The supervision side worries me too, and not just because of workload. There's a generational asymmetry I keep noticing: many PIs don't use these tools much, or use them superficially, and PhD students are often more AI-fluent than their advisors. The traditional "I know more than you because I've been here longer" mentorship model gets strained when the student can produce competent-looking output in areas the supervisor doesn't deeply master. So it isn't only the PI with 10+ students drowning in workload, it's that many advisors may not be well-positioned to spot where the LLM hallucinated a reference, suggested a confounded design, or stitched together a methodologically thin narrative.
One rough prediction: bifurcation. Top venues push toward formats AI struggles with, in-the-wild deployments, longitudinal studies, working artifacts, replications, and tighten methodological requirements (pre-registration as default, maybe). Smaller venues get flooded and lose signal. Industry pulls further ahead of academia on anything requiring data and infrastructure. A replication crisis 2.0 within 3–5 years wouldn't surprise me and would be actually good to avoid death.

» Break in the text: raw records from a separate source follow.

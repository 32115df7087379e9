use salvo::prelude::*;
use serde_json::{json, Value};
use tracing::{debug, error, info, warn};

use crate::bridge::EventAction;
use crate::discourse::{WebhookPost, WebhookTopic};
use crate::web::web_state;

fn render_error(res: &mut Response, status: StatusCode, message: &str) {
    res.status_code(status);
    res.render(Json(json!({ "status": "error", "message": message })));
}

fn header_value(req: &Request, name: &str) -> String {
    req.headers()
        .get(name)
        .and_then(|value| value.to_str().ok())
        .unwrap_or("unknown")
        .to_string()
}

/// `POST /discourse-webhook` — the inbound half of reverse sync. The
/// resource kind and event name travel in Discourse's custom headers; the
/// body is `{"post": {...}}` or `{"topic": {...}}`.
#[handler]
pub async fn discourse_webhook(req: &mut Request, res: &mut Response) {
    let event_type = header_value(req, "X-Discourse-Event-Type");
    let event_name = header_value(req, "X-Discourse-Event");

    let payload = match req.parse_json::<Value>().await {
        Ok(payload) => payload,
        Err(err) => {
            warn!("received unparseable webhook payload: {}", err);
            render_error(res, StatusCode::BAD_REQUEST, "invalid payload");
            return;
        }
    };

    info!("received webhook: {}/{}", event_type, event_name);
    debug!("webhook payload: {}", payload);

    let Some(action) = EventAction::from_event_name(&event_name) else {
        debug!("ignoring event: {}", event_name);
        res.render(Json(json!({ "status": "ignored" })));
        return;
    };

    let service = web_state().service.clone();
    let outcome = match event_type.as_str() {
        "post" => {
            match serde_json::from_value::<WebhookPost>(
                payload.get("post").cloned().unwrap_or(Value::Null),
            ) {
                Ok(post) => service.handle_post_event(action, post).await,
                Err(err) => {
                    warn!("malformed post payload: {}", err);
                    render_error(res, StatusCode::BAD_REQUEST, "malformed post payload");
                    return;
                }
            }
        }
        "topic" => {
            match serde_json::from_value::<WebhookTopic>(
                payload.get("topic").cloned().unwrap_or(Value::Null),
            ) {
                Ok(topic) => service.handle_topic_event(action, topic).await,
                Err(err) => {
                    warn!("malformed topic payload: {}", err);
                    render_error(res, StatusCode::BAD_REQUEST, "malformed topic payload");
                    return;
                }
            }
        }
        other => {
            debug!("ignoring event type: {}", other);
            res.render(Json(json!({ "status": "ignored" })));
            return;
        }
    };

    match outcome {
        Ok(()) => {
            res.render(Json(json!({ "status": "success" })));
        }
        Err(err) => {
            error!("error handling webhook: {err:#}");
            render_error(
                res,
                StatusCode::INTERNAL_SERVER_ERROR,
                "error handling webhook",
            );
        }
    }
}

I want to leave room for a counterpoint, though: the gap between researchers who use AI rigorously and those who don't is widening, and that's actually a good thing for people who care about quality. If you read the literature properly, defend your methodology, and catch the LLM when it confabulates, you have a real accelerator that doesn't degrade quality. Publish-or-perish with AI punishes weaker thinking more visibly and rewards rigorous thinking more visibly. It doesn't fix the systemic problem, but at the individual level it feels more like an opportunity than a threat.
Curious what others are seeing. How is your lab actually handling AI in PhD work, any explicit policies, or is it mostly informal? Supervisors, are you keeping up, and how? PhD students, where do you personally draw the line between using a tool and delegating thinking? And as reviewers, are you flagging anything different yet?